_EXERCISE_
Check each line of the records below and collect those holding "only".
TASK MATERIAL START
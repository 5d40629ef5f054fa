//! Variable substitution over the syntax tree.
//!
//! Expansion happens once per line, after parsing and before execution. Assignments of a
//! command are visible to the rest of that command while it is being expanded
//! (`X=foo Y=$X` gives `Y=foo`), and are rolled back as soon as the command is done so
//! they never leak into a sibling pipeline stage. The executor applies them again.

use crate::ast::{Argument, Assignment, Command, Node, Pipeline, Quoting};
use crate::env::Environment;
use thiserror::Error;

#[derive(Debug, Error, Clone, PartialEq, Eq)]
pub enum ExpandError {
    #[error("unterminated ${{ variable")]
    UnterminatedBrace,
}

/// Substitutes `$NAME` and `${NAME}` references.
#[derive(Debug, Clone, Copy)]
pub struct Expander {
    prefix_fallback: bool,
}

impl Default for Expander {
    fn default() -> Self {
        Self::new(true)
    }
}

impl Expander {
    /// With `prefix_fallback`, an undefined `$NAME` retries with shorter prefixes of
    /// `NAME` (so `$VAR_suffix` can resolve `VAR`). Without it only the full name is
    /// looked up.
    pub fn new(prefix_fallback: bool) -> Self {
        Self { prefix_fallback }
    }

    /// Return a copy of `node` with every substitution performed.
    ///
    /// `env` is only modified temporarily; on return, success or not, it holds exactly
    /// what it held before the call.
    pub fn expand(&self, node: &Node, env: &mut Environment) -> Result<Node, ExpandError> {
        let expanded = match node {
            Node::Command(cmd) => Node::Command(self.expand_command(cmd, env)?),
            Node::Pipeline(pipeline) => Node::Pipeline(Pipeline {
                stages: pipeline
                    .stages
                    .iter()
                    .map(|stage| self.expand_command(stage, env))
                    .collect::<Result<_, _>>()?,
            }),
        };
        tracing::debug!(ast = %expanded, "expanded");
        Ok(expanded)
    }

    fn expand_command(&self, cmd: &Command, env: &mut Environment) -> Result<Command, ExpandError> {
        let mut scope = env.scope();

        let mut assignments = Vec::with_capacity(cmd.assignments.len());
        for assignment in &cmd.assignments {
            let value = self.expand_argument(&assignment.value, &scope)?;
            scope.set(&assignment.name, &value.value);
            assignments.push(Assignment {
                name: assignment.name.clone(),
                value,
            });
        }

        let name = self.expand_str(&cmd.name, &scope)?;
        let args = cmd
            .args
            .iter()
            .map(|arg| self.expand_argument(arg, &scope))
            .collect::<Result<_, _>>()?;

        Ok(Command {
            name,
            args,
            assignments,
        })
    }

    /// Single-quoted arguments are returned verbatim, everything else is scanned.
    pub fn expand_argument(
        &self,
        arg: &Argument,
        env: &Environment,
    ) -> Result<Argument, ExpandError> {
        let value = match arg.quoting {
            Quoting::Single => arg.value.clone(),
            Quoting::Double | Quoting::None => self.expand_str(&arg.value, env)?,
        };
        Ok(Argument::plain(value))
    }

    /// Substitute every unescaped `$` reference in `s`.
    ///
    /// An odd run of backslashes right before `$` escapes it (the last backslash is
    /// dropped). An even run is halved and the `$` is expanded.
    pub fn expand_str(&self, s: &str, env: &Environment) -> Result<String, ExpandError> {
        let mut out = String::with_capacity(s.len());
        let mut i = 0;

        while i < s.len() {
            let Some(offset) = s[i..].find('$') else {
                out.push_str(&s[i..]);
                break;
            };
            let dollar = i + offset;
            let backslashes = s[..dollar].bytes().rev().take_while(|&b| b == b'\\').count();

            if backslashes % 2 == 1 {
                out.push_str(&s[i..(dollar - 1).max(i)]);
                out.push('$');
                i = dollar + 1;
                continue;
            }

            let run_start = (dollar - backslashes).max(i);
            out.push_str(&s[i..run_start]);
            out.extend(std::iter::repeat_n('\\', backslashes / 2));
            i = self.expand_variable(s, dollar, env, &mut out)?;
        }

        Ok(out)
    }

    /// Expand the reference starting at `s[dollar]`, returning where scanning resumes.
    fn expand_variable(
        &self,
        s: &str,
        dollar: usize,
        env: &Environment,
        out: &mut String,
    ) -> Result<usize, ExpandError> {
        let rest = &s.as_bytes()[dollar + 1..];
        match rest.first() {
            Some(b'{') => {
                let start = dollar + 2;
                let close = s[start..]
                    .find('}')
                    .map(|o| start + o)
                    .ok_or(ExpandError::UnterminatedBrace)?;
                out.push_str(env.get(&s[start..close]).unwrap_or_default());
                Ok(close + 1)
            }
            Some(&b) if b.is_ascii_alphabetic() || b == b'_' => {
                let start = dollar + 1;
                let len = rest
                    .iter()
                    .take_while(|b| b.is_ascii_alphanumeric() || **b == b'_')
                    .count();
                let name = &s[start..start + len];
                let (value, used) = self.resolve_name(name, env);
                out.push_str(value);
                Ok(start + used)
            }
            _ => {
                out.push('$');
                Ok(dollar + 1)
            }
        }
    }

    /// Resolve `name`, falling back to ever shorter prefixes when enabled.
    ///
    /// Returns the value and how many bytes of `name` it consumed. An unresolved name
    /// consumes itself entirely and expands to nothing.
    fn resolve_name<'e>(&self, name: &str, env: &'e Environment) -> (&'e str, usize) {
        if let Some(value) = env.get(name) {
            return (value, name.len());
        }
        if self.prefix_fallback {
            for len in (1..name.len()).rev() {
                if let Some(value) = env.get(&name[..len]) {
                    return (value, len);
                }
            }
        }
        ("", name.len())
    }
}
TASK MATERIAL END
_YOUR SOLUTION_
    /// `NAME` (so `$VAR_suffix` can resolve `VAR`). Without it only the full name is
    /// `env` is only modified temporarily; on return, success or not, it holds exactly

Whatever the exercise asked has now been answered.